//! Start/finish categories: shard operations, HTTP requests, cluster-manager tasks
//!
//! The writer emits one block when an operation starts and another when it
//! finishes. Both halves share the identity taken from the key path, so the
//! snapshot upsert merges them into one row. An operation still running at
//! the end of a window is carried into the next one when that window's
//! snapshot is created.

use super::{build_row, Phase, Route};
use crate::catalog::{schema, CategorySchema, FieldIndex};
use crate::error::Result;
use crate::ingest::block::parse_block;
use crate::ingest::processor::{EventProcessor, PendingBatch, ProcessOutcome};
use crate::store::{rollover, SnapshotStore};
use crate::types::{Category, Event, Millis, Window};
use rusqlite::types::Value;

pub struct LifecycleProcessor {
    route: Route,
    schema: &'static CategorySchema,
    index: FieldIndex,
    batch: PendingBatch,
    max_in_flight_age: Millis,
}

impl LifecycleProcessor {
    fn new(route: Route, max_in_flight_age: Millis) -> Self {
        let schema = schema(route.category());
        Self {
            route,
            schema,
            index: FieldIndex::for_schema(schema),
            batch: PendingBatch::default(),
            max_in_flight_age,
        }
    }

    pub fn shard_operations(max_in_flight_age: Millis) -> Self {
        Self::new(Route::ShardOperation, max_in_flight_age)
    }

    pub fn http_requests(max_in_flight_age: Millis) -> Self {
        Self::new(Route::HttpRequest, max_in_flight_age)
    }

    pub fn cluster_manager_tasks(max_in_flight_age: Millis) -> Self {
        Self::new(Route::ClusterManagerTask, max_in_flight_age)
    }

    fn phase_column(&self, phase: Phase) -> Option<usize> {
        match phase {
            Phase::Start => self.index.start_time_column(),
            Phase::Finish => self.index.end_time_column(),
        }
    }
}

impl EventProcessor for LifecycleProcessor {
    fn category(&self) -> Category {
        self.route.category()
    }

    fn initialize(&mut self, store: &SnapshotStore, window: Window) -> Result<()> {
        self.batch.reset(window);

        let category = self.category();
        let (current, created) = store.get_or_create(category, window.start)?;
        if created {
            if let Some(previous) = store.previous(category, window.start) {
                rollover(store, &previous, &current, self.max_in_flight_age)?;
            }
        }
        Ok(())
    }

    fn should_handle(&self, event: &Event) -> bool {
        self.route.claims(&event.segments())
    }

    fn process(&mut self, event: &Event) -> ProcessOutcome {
        let segments = event.segments();
        let path = match self.route.extract(&segments) {
            Ok(path) => path,
            Err(e) => return ProcessOutcome::Rejected(e),
        };
        let block = match parse_block(&event.value) {
            Ok(block) => block,
            Err(e) => return ProcessOutcome::Rejected(e),
        };
        if !self.batch.accepts(block.current_time) {
            return ProcessOutcome::Stale {
                current_time: block.current_time,
            };
        }

        let mut row = match build_row(self.schema, &self.index, &path, &block) {
            Ok(row) => row,
            Err(e) => return ProcessOutcome::Rejected(e),
        };

        // StartTime / FinishTime default to the block timestamp
        if let Some(column) = path.phase.and_then(|p| self.phase_column(p)) {
            if row.values[column] == Value::Null {
                row.values[column] = Value::Integer(block.current_time);
            }
        }

        self.batch.push(row);
        ProcessOutcome::Buffered(1)
    }

    fn pending_rows(&self) -> usize {
        self.batch.len()
    }

    fn commit_batch(&mut self, store: &SnapshotStore) -> Result<usize> {
        self.batch.commit(store, self.category())
    }
}

#[cfg(test)]
mod tests {
    use super::*;

    const INTERVAL: Millis = 5_000;

    fn run_window(processor: &mut LifecycleProcessor, store: &SnapshotStore, start: Millis, events: &[Event]) {
        processor
            .initialize(store, Window::new(start, start + INTERVAL))
            .unwrap();
        for event in events {
            assert!(processor.should_handle(event), "{}", event.key);
            assert_eq!(processor.process(event), ProcessOutcome::Buffered(1), "{}", event.key);
        }
        processor.finalize(store).unwrap();
    }

    #[test]
    fn test_start_and_finish_bind_to_one_row() {
        let store = SnapshotStore::open_in_memory(INTERVAL).unwrap();
        let mut processor = LifecycleProcessor::shard_operations(3 * INTERVAL);
        run_window(
            &mut processor,
            &store,
            0,
            &[
                Event::new(
                    "threads/5/shardbulk/77/start",
                    "{\"current_time\":1000}\nIndexName:logs\nShardID:2\nPrimary:true\n",
                ),
                Event::new(
                    "threads/5/shardbulk/77/finish",
                    "{\"current_time\":1400}\nDocCount:120\nFailed:0\n",
                ),
            ],
        );

        let rows = store.lifecycle_rows(Category::ShardOperations, 0).unwrap();
        assert_eq!(rows.len(), 1);
        assert_eq!(rows[0].start_time, Some(1_000));
        assert_eq!(rows[0].end_time, Some(1_400));

        let table = store.project(Category::ShardOperations, 0).unwrap();
        let key = ["logs", "2", "shardbulk", "true"];
        assert_eq!(table.value(&key, "Count"), Some(1.0));
        assert_eq!(table.value(&key, "Latency"), Some(400.0));
        assert_eq!(table.value(&key, "DocCount"), Some(120.0));
    }

    #[test]
    fn test_duplicate_start_does_not_duplicate() {
        let store = SnapshotStore::open_in_memory(INTERVAL).unwrap();
        let mut processor = LifecycleProcessor::cluster_manager_tasks(3 * INTERVAL);
        let start = Event::new(
            "threads/1/cluster_manager_task/12/start",
            "{\"current_time\":2000}\nTaskType:create-index\nTaskPriority:URGENT\n",
        );
        run_window(&mut processor, &store, 0, &[start.clone(), start]);
        assert_eq!(store.row_count(Category::ClusterManagerTasks, 0).unwrap(), 1);
    }

    #[test]
    fn test_explicit_start_time_wins() {
        let store = SnapshotStore::open_in_memory(INTERVAL).unwrap();
        let mut processor = LifecycleProcessor::http_requests(3 * INTERVAL);
        run_window(
            &mut processor,
            &store,
            0,
            &[Event::new(
                "threads/2/http/search/r9/start",
                "{\"current_time\":3000}\nStartTime:2500\nIndicesCount:4\n",
            )],
        );
        let rows = store.lifecycle_rows(Category::HttpRequests, 0).unwrap();
        assert_eq!(rows[0].start_time, Some(2_500));
        assert_eq!(rows[0].end_time, None);
    }

    #[test]
    fn test_finish_in_next_window_completes_carried_start() {
        let store = SnapshotStore::open_in_memory(INTERVAL).unwrap();
        let mut processor = LifecycleProcessor::http_requests(3 * INTERVAL);
        run_window(
            &mut processor,
            &store,
            0,
            &[Event::new("threads/2/http/bulk/r1/start", "{\"current_time\":4000}\n")],
        );
        run_window(
            &mut processor,
            &store,
            INTERVAL,
            &[Event::new(
                "threads/2/http/bulk/r1/finish",
                "{\"current_time\":5600}\nHTTPRespCode:200\nItemCount:10\n",
            )],
        );

        let table = store.project(Category::HttpRequests, INTERVAL).unwrap();
        let key = ["bulk", "200", ""];
        assert_eq!(table.value(&key, "Count"), Some(1.0));
        assert_eq!(table.value(&key, "Latency"), Some(1_600.0));
        assert_eq!(table.value(&key, "ItemCount"), Some(10.0));
    }

    #[test]
    fn test_reinitialize_same_window_does_not_carry_twice() {
        let store = SnapshotStore::open_in_memory(INTERVAL).unwrap();
        let mut processor = LifecycleProcessor::http_requests(3 * INTERVAL);
        run_window(
            &mut processor,
            &store,
            0,
            &[Event::new("threads/2/http/bulk/r1/start", "{\"current_time\":4000}\n")],
        );
        run_window(&mut processor, &store, INTERVAL, &[]);
        run_window(&mut processor, &store, INTERVAL, &[]);
        assert_eq!(store.row_count(Category::HttpRequests, INTERVAL).unwrap(), 1);
    }
}
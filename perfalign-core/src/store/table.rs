//! SQL generation for snapshot tables
//!
//! Table shapes are derived from the category catalog, so every statement
//! here is built from `&'static` schema names plus the store-generated
//! table name. Identifiers are always quoted.

use crate::catalog::{CategorySchema, Lifecycle, END_TIME, LAST_UPDATED_TIME, START_TIME};
use crate::types::{Category, Millis};

pub(crate) fn quote(name: &str) -> String {
    format!("\"{}\"", name.replace('"', "\"\""))
}

pub(crate) fn table_name(category: Category, window_start: Millis) -> String {
    format!("{}_{}", category.as_str(), window_start)
}

fn column_list(schema: &CategorySchema) -> String {
    schema
        .columns()
        .iter()
        .map(|c| quote(c.name))
        .collect::<Vec<_>>()
        .join(", ")
}

fn key_list(schema: &CategorySchema) -> String {
    schema
        .key_fields
        .iter()
        .map(|k| quote(k))
        .collect::<Vec<_>>()
        .join(", ")
}

pub(crate) fn create_table_sql(schema: &CategorySchema, table: &str) -> String {
    let mut defs: Vec<String> = schema
        .columns()
        .iter()
        .map(|c| {
            let not_null = if c.key || c.name == LAST_UPDATED_TIME {
                " NOT NULL"
            } else {
                ""
            };
            format!("{} {}{}", quote(c.name), c.ty.sql_type(), not_null)
        })
        .collect();
    defs.push(format!("UNIQUE({})", key_list(schema)));

    format!(
        "CREATE TABLE IF NOT EXISTS {} (\n    {}\n)",
        quote(table),
        defs.join(",\n    ")
    )
}

/// Insert-or-update keyed by the category's identity columns.
///
/// Sampled and topology rows are replaced wholesale by a newer sample.
/// Start/finish rows merge: a column absent (NULL) in the incoming half
/// keeps the stored value, so a start and a finish coalesce into one row.
pub(crate) fn upsert_sql(schema: &CategorySchema, table: &str) -> String {
    let columns = schema.columns();
    let placeholders = (1..=columns.len())
        .map(|i| format!("?{}", i))
        .collect::<Vec<_>>()
        .join(", ");
    let target = quote(table);

    let updates: Vec<String> = columns
        .iter()
        .filter(|c| !c.key)
        .map(|c| {
            let col = quote(c.name);
            match schema.lifecycle {
                Lifecycle::StartFinish if c.name == LAST_UPDATED_TIME => format!(
                    "{col} = MAX(excluded.{col}, {target}.{col})",
                    col = col,
                    target = target
                ),
                Lifecycle::StartFinish => format!(
                    "{col} = COALESCE(excluded.{col}, {target}.{col})",
                    col = col,
                    target = target
                ),
                Lifecycle::Sampled | Lifecycle::Topology => {
                    format!("{col} = excluded.{col}", col = col)
                }
            }
        })
        .collect();

    let guard = match schema.lifecycle {
        Lifecycle::StartFinish => String::new(),
        Lifecycle::Sampled | Lifecycle::Topology => format!(
            "\nWHERE excluded.{col} >= {target}.{col}",
            col = quote(LAST_UPDATED_TIME),
            target = target
        ),
    };

    format!(
        "INSERT INTO {} ({}) VALUES ({})\nON CONFLICT({}) DO UPDATE SET {}{}",
        target,
        column_list(schema),
        placeholders,
        key_list(schema),
        updates.join(", "),
        guard
    )
}

/// Projection of a snapshot to one row per dimension key.
///
/// Result columns: projection dimensions, then `projected_metrics()`.
pub(crate) fn projection_sql(schema: &CategorySchema, table: &str) -> String {
    let dims: Vec<String> = schema
        .projection_dimensions
        .iter()
        .map(|d| format!("COALESCE({}, '')", quote(d)))
        .collect();

    match schema.lifecycle {
        Lifecycle::StartFinish => {
            let start = quote(START_TIME);
            let end = quote(END_TIME);
            let mut select = dims.clone();
            select.push("COUNT(*)".to_string());
            select.push(format!("AVG({} - {})", end, start));
            select.extend(schema.metric_fields().map(|f| format!("SUM({})", quote(f.name))));
            format!(
                "SELECT {} FROM {} WHERE {} IS NOT NULL AND {} IS NOT NULL GROUP BY {}",
                select.join(", "),
                quote(table),
                start,
                end,
                dims.join(", ")
            )
        }
        Lifecycle::Sampled | Lifecycle::Topology => {
            let mut select = dims;
            select.extend(schema.metric_fields().map(|f| quote(f.name)));
            format!("SELECT {} FROM {}", select.join(", "), quote(table))
        }
    }
}

/// Copy unfinished rows no older than `?1` from `previous` into `current`.
pub(crate) fn carry_forward_sql(schema: &CategorySchema, previous: &str, current: &str) -> String {
    let columns = column_list(schema);
    format!(
        "INSERT INTO {} ({}) SELECT {} FROM {} WHERE {} IS NULL AND {} IS NOT NULL AND {} >= ?1\nON CONFLICT DO NOTHING",
        quote(current),
        columns,
        columns,
        quote(previous),
        quote(END_TIME),
        quote(START_TIME),
        quote(START_TIME)
    )
}

/// Count unfinished rows older than `?1`.
pub(crate) fn abandoned_count_sql(previous: &str) -> String {
    format!(
        "SELECT COUNT(*) FROM {} WHERE {} IS NULL AND {} IS NOT NULL AND {} < ?1",
        quote(previous),
        quote(END_TIME),
        quote(START_TIME),
        quote(START_TIME)
    )
}

/// Count finish halves whose start never arrived.
pub(crate) fn orphaned_finish_sql(table: &str) -> String {
    format!(
        "SELECT COUNT(*) FROM {} WHERE {} IS NOT NULL AND {} IS NULL",
        quote(table),
        quote(END_TIME),
        quote(START_TIME)
    )
}

#[cfg(test)]
mod tests {
    use super::*;
    use crate::catalog::schema;

    #[test]
    fn test_quote() {
        assert_eq!(quote("os_metrics_5000"), "\"os_metrics_5000\"");
        assert_eq!(quote("a\"b"), "\"a\"\"b\"");
    }

    #[test]
    fn test_create_table_sql() {
        let sql = create_table_sql(schema(Category::OsMetrics), "os_metrics_0");
        assert!(sql.contains("\"ThreadID\" TEXT NOT NULL"));
        assert!(sql.contains("\"CPU_Utilization\" REAL"));
        assert!(sql.contains("UNIQUE(\"ThreadID\")"));
        assert!(!sql.contains("start_time"));

        let sql = create_table_sql(schema(Category::HttpRequests), "http_requests_0");
        assert!(sql.contains("\"start_time\" INTEGER"));
        assert!(sql.contains("\"end_time\" INTEGER"));
    }

    #[test]
    fn test_upsert_sql_lifecycles() {
        let sampled = upsert_sql(schema(Category::NodeMetrics), "t");
        assert!(sampled.contains("WHERE excluded.\"last_updated_time\" >= \"t\".\"last_updated_time\""));
        assert!(!sampled.contains("COALESCE"));

        let start_finish = upsert_sql(schema(Category::ShardOperations), "t");
        assert!(start_finish.contains("\"end_time\" = COALESCE(excluded.\"end_time\", \"t\".\"end_time\")"));
        assert!(!start_finish.contains("\"ThreadID\" = "));
    }

    #[test]
    fn test_projection_sql_groups_completed_rows() {
        let sql = projection_sql(schema(Category::ClusterManagerTasks), "t");
        assert!(sql.contains("COUNT(*)"));
        assert!(sql.contains("AVG(\"end_time\" - \"start_time\")"));
        assert!(sql.contains("GROUP BY COALESCE(\"TaskType\", ''), COALESCE(\"TaskPriority\", '')"));
    }
}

- What the task requires -
Which lines of the data include the string "default"? Copy each of them.

- Solved problem -
            batch: PendingBatch::default(),
        // StartTime / FinishTime default to the block timestamp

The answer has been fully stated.